● Your objective
Search the data below for the string "position" and copy all lines where it shows up.

● Exercise input
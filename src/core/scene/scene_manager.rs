//=========================================================================
// Scene Manager
//=========================================================================
//
// Owns the active scene and enforces its lifecycle.
//
// Replacement takes the outgoing slot out before calling `on_end`, so no
// scene is active while the old one tears down. Every start hands the new
// scene a fresh default camera.
//
//=========================================================================

//=== External Dependencies ===============================================

use log::{debug, warn};

//=== Internal Dependencies ===============================================

use super::{Scene, SceneContext};

//=== SceneState ==========================================================

/// Lifecycle position of a scene instance.
#[derive(Debug, Clone, Copy, PartialEq, Eq)]
pub enum SceneState {
    Uninitialized,
    Started,
    Ended,
}

//=== SceneSlot ===========================================================

struct SceneSlot {
    scene: Box<dyn Scene>,
    state: SceneState,
}

impl SceneSlot {
    fn new(scene: Box<dyn Scene>) -> Self {
        Self {
            scene,
            state: SceneState::Uninitialized,
        }
    }

    fn start(&mut self, ctx: &mut SceneContext<'_>) {
        if self.state != SceneState::Uninitialized {
            warn!(target: "scene", "Scene {} cannot be started twice", self.scene.name());
            return;
        }
        ctx.reset_camera();
        self.scene.on_start(ctx);
        self.state = SceneState::Started;
    }

    fn end(&mut self, ctx: &mut SceneContext<'_>) {
        if self.state != SceneState::Started {
            return;
        }
        self.scene.on_end(ctx);
        self.state = SceneState::Ended;
    }
}

//=== Scene Manager =======================================================

/// Holds at most one active scene.
pub(crate) struct SceneManager {
    active: Option<SceneSlot>,
    transitions: u64,
}

impl SceneManager {
    //--- Construction -----------------------------------------------------

    pub(crate) fn new() -> Self {
        Self {
            active: None,
            transitions: 0,
        }
    }

    //--- Transitions ------------------------------------------------------

    /// Ends the active scene, if any, then starts `next`.
    ///
    /// Requests queued by the outgoing scene's `on_end` are discarded.
    pub(crate) fn go_to(&mut self, next: Box<dyn Scene>, ctx: &mut SceneContext<'_>) {
        match self.end_active(ctx) {
            Some(previous) => debug!(target: "scene", "Transition {} -> {}", previous, next.name()),
            None => debug!(target: "scene", "Starting scene {}", next.name()),
        }

        let mut slot = SceneSlot::new(next);
        slot.start(ctx);
        self.active = Some(slot);
        self.transitions += 1;
    }

    /// Ends and drops the active scene. Returns its name.
    pub(crate) fn end_active(&mut self, ctx: &mut SceneContext<'_>) -> Option<&'static str> {
        let mut slot = self.active.take()?;
        slot.end(ctx);
        if ctx.discard_pending_transition() {
            warn!(
                target: "scene",
                "Ignoring transition requested while {} was ending",
                slot.scene.name()
            );
        }
        Some(slot.scene.name())
    }

    //--- Update Loop ------------------------------------------------------

    /// Updates the active scene. Returns `false` if nothing was updated.
    pub(crate) fn update(&mut self, ctx: &mut SceneContext<'_>, dt: f32) -> bool {
        match self.active.as_mut() {
            Some(slot) if slot.state == SceneState::Started => {
                slot.scene.on_update(ctx, dt);
                true
            }
            _ => false,
        }
    }

    //--- Accessors --------------------------------------------------------

    pub(crate) fn active_name(&self) -> Option<&'static str> {
        self.active.as_ref().map(|slot| slot.scene.name())
    }

    pub(crate) fn state(&self) -> Option<SceneState> {
        self.active.as_ref().map(|slot| slot.state)
    }

    pub(crate) fn transitions(&self) -> u64 {
        self.transitions
    }
}

//=== Tests ===============================================================

#[cfg(test)]
mod tests {
    use super::*;
    use crate::config::ClearColor;
    use crate::core::scene::FrameState;
    use crate::core::Clock;
    use crate::gpu::{DeviceCall, Gfx, GpuResource, HeadlessDevice};
    use crate::testing::{EventLog, RecordingScene};
    use std::rc::Rc;

    fn state() -> FrameState {
        FrameState::new(Gfx::detached(Clock::start()), ClearColor::WHITE, (64, 64))
    }

    #[test]
    fn empty_manager_does_not_update() {
        let mut manager = SceneManager::new();
        let mut state = state();
        let mut ctx = SceneContext::new(&mut state);

        assert!(!manager.update(&mut ctx, 0.016));
        assert!(manager.state().is_none());
        assert!(manager.end_active(&mut ctx).is_none());
    }

    #[test]
    fn go_to_starts_scene() {
        let log = EventLog::default();
        let mut manager = SceneManager::new();
        let mut state = state();
        let mut ctx = SceneContext::new(&mut state);

        manager.go_to(Box::new(RecordingScene::new("a", &log)), &mut ctx);

        assert_eq!(manager.state(), Some(SceneState::Started));
        assert_eq!(manager.active_name(), Some("a"));
        assert_eq!(log.entries(), ["a:start"]);
    }

    #[test]
    fn replacement_ends_before_start() {
        let log = EventLog::default();
        let mut manager = SceneManager::new();
        let mut state = state();
        let mut ctx = SceneContext::new(&mut state);

        manager.go_to(Box::new(RecordingScene::new("a", &log)), &mut ctx);
        manager.update(&mut ctx, 0.5);
        manager.go_to(Box::new(RecordingScene::new("b", &log)), &mut ctx);
        manager.update(&mut ctx, 0.25);

        assert_eq!(log.entries(), ["a:start", "a:update", "a:end", "b:start", "b:update"]);
        assert_eq!(log.deltas(), [0.5, 0.25]);
        assert_eq!(manager.transitions(), 2);
    }

    #[test]
    fn end_active_leaves_no_scene() {
        let log = EventLog::default();
        let mut manager = SceneManager::new();
        let mut state = state();
        let mut ctx = SceneContext::new(&mut state);

        manager.go_to(Box::new(RecordingScene::new("a", &log)), &mut ctx);
        assert_eq!(manager.end_active(&mut ctx), Some("a"));
        assert!(!manager.update(&mut ctx, 0.1));
        assert_eq!(log.entries(), ["a:start", "a:end"]);
    }

    #[test]
    fn request_from_on_end_is_discarded() {
        let log = EventLog::default();
        let mut manager = SceneManager::new();
        let mut state = state();
        let mut ctx = SceneContext::new(&mut state);

        let inner = log.clone();
        let a = RecordingScene::new("a", &log)
            .on_end_do(move |ctx| ctx.go_to(RecordingScene::new("c", &inner)));
        manager.go_to(Box::new(a), &mut ctx);
        manager.go_to(Box::new(RecordingScene::new("b", &log)), &mut ctx);

        assert!(!ctx.has_pending_transition());
        assert_eq!(manager.active_name(), Some("b"));
    }

    #[test]
    fn each_start_gets_a_fresh_camera() {
        let log = EventLog::default();
        let mut manager = SceneManager::new();
        let mut state = state();
        let mut ctx = SceneContext::new(&mut state);

        let mover = |name: &'static str, log: &EventLog| {
            let inner = log.clone();
            RecordingScene::new(name, log).on_start_do(move |ctx| {
                let camera = ctx.camera();
                inner.push(format!("x={}", camera.position().x));
                camera.translate(10.0, 0.0);
            })
        };

        manager.go_to(Box::new(mover("a", &log)), &mut ctx);
        manager.go_to(Box::new(mover("b", &log)), &mut ctx);

        assert_eq!(log.entries(), ["a:start", "x=0", "a:end", "b:start", "x=0"]);
        assert_eq!(ctx.camera().position().x, 10.0);
    }

    #[test]
    fn restart_rebuilds_camera_program() {
        let device = Rc::new(HeadlessDevice::new());
        let mut state = FrameState::new(
            Gfx::attached(device.clone(), Clock::start()),
            ClearColor::WHITE,
            (64, 64),
        );
        let log = EventLog::default();
        let mut manager = SceneManager::new();
        let mut ctx = SceneContext::new(&mut state);

        manager.go_to(Box::new(RecordingScene::new("a", &log)), &mut ctx);
        let first = ctx.camera().handle();
        manager.go_to(Box::new(RecordingScene::new("b", &log)), &mut ctx);
        let second = ctx.camera().handle();

        assert_ne!(first, second);
        assert_eq!(device.count(|c| matches!(c, DeviceCall::CreateProgram(_))), 2);
        assert!(device.calls().contains(&DeviceCall::DeleteProgram(first)));
        assert_eq!(device.live_programs(), 1);
    }
}
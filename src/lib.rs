//=========================================================================
// Ember Engine — Library Root
//
// This crate defines the public API surface of the Ember engine.
//
// Responsibilities:
// - Expose the window/frame-loop facade (`Window`, `WindowBuilder`)
// - Expose scenes, input queries and GPU resources to applications
// - Keep the winit integration behind the `SurfaceBackend` contract
//
// Typical usage:
// ```no_run
// use ember_engine::prelude::*;
//
// struct Blank;
// impl Scene for Blank {
//     fn on_update(&mut self, _ctx: &mut SceneContext<'_>, _dt: f32) {}
// }
//
// fn main() -> Result<(), EngineError> {
//     WindowBuilder::new().build().run(&mut WinitBackend::new(), Blank)
// }
// ```
//
//=========================================================================

//--- Public Modules ------------------------------------------------------
//
// `core` holds the platform-independent state: input, scenes, clock and
// the platform bridge contract.
//
// `gpu` holds the graphics device abstraction and the bindable resources.
//
pub mod config;
pub mod core;
pub mod error;
pub mod gpu;
pub mod platform;
pub mod prelude;
pub mod window;

//--- Internal Modules ----------------------------------------------------
//
// Scripted surfaces and recording scenes used by the unit tests.
//
#[cfg(test)]
mod testing;

//--- Public Exports ------------------------------------------------------

pub use config::{ClearColor, WindowConfig};
pub use error::EngineError;
pub use window::{Lifecycle, Window, WindowBuilder};
//=========================================================================
// Input System
//=========================================================================
//
// Frame-accurate edge detection for keyboard and mouse.
//
// Architecture:
// ```text
//   PlatformEvent::Input(InputEvent)
//         ↓  (drained during the poll step)
//   InputState::apply()
//     ├─► Keyboard: HashMap<KeyCode, ButtonState>
//     └─► Mouse:    [ButtonState; 8] + drag + cursor/scroll samples
//         ↓  (after scene update, before present)
//   InputState::commit()   prev_raw ← raw
// ```
//
//=========================================================================

//=== Module Declarations =================================================

mod button_state;
pub mod event;
mod input_state;
mod keyboard;
mod mouse;

//=== Public API ==========================================================

pub use button_state::{Button, ButtonState};
pub use event::{InputEvent, KeyCode, MouseButton};
pub use input_state::InputState;
pub use keyboard::Keyboard;
pub use mouse::Mouse;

● Result for this task
/// Lifecycle position of a scene instance.
                inner.push(format!("x={}", camera.position().x));
        assert_eq!(ctx.camera().position().x, 10.0);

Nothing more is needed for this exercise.